Sears Holdings’ announcement early this morning is about as surprising as an observation that retailers will be slashing their prices on Dec. 26 -- but there are still lessons to be drawn from the saga of the aged-out department store chain. Many of them are along the lines of what not to do, alas.
Let’s start with the obfuscating headline on the company’s press release this morning: “Sears Holdings Initiates Processes To Accelerate Strategic Transformation And Facilitate Financial Restructuring.” What actually happened is more clearly stated at the end of the first paragraph: “the Company and certain of its subsidiaries have filed voluntary petitions for relief under Chapter 11 of the Bankruptcy Code in the U.S. Bankruptcy Court for the Southern District of New York early today.”
It will also close 142 stores by the end of the year, in addition to the 46 that are in the process of shutting down by next month.
In addition, hedge-fund honcho Edward S. Lampert is stepping down as CEO, although he will remain chairman. A three-person committee -- Robert A. Riecker, the chief financial office; Leena Munjal, the chief digital officer, customer experience and integrated retail; and Gregory Ladley, president of apparel and footwear -- will form an office of the CEO.
“The Chapter 11 process will give Holdings the flexibility to strengthen its balance sheet, enabling the Company to accelerate its strategic transformation, continue right sizing its operating model, and return to profitability,” Lampert states in the release.
“As part of the reorganization plan, Sears has negotiated a $300 million loan from Wall Street lenders to help keep its shelves stocked and employees paid. The company said it was still negotiating with Mr. Lampert’s hedge fund, ESL Investments, for an additional $300 million loan,” Michael Corkery reports for the New York Times.
“It’s a sad day for American retail,” Craig Johnson, president of Customer Growth Partners, a retail research and consulting firm, tells Corkery. “There are generations of people who grew up on Sears and now it’s not relevant. When you are in the retail business, it’s all about newness. But Sears stopped innovating.”
As hard as it may be to fathom now, innovation had, in fact, been the company's lifeblood.
“Sears was founded in 1887 and first incorporated in 1892. It evolved into an American one-stop shop for everything related to the home. Its annual Christmas catalog was immensely popular -- at its height, it spanned over 500 pages. In the first half the 20th century, the company even sold about 70,000 pre-cut kit houses -- a small part of its then-booming sales. Its strategy of offering all the home merchandise one could dream of in accessible catalogs was path-making,” writes NPR’s Emily Sullivan.

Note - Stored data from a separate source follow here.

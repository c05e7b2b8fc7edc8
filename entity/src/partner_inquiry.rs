use sea_orm::entity::prelude::*;

use crate::sea_orm_active_enums::{InquiryStatus, PartnerType};

#[derive(Clone, Debug, PartialEq, Eq, DeriveEntityModel)]
#[sea_orm(table_name = "partner_inquiry")]
pub struct Model {
    #[sea_orm(primary_key)]
    pub id: i32,
    pub organization: String,
    pub contact_name: String,
    pub email: String,
    pub phone: Option<String>,
    pub partner_type: PartnerType,
    #[sea_orm(column_type = "Text")]
    pub message: String,
    pub status: InquiryStatus,
    pub created_at: DateTimeUtc,
    pub updated_at: DateTimeUtc,
}

#[derive(Copy, Clone, Debug, EnumIter, DeriveRelation)]
pub enum Relation {}

impl ActiveModelBehavior for ActiveModel {}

“Sears taught America about the modern world through this catalog,” Jerry Hancock, a self-proclaimed Sears scholar, tells NPR's Lulu Garcia-Navarro. “It completely changed American life. That catalog was sort of a window into this new consumer world, and it really made a connection with people.”
In addition, it launched “brands like Kenmore appliances and Craftsman tools. It … created its own credit card to spur sales. After World War II, it followed people to the suburbs, helping build the malls that moved retailing away from Main Street. It was the first major chain to build parking lots and open its doors on Sundays,” Suzanne Kapner writes for the Wall Street Journal.
But “for years, Sears has contended with the threat that it would become the latest big-name retailer to fall to online competition and crushing debt. The icon once known for its pristine catalogs, and more recently known for decrepit showrooms and a controversial chief executive, saw its stock price plunge last week after reports that it had hired an advisory firm to prepare a bankruptcy filing ahead of the Oct. 15 payment,” writes Rachel Siegel for the Washington Post.
That debt payment due today was for $134 million.
The Chapter 11 filing comes 14 years after Sears optimistically announced a merger with rival Kmart and follows seven years of struggling through losses and hundreds of store closures under Lampert. “Its unraveling has erased $30 billion in shareholder wealth from an April 2007 peak and more than 200,000 jobs,” WaPo's Siegel reports.
“The intention is to bring the company out on the other side,” a person familiar with negotiations with creditors to to secure a debtor-in-possession loan of several hundreds of million told the WSJ’s Siegel late last week. But consumers, investors, analysts and pundits alike are left to wonder what it has left to offer.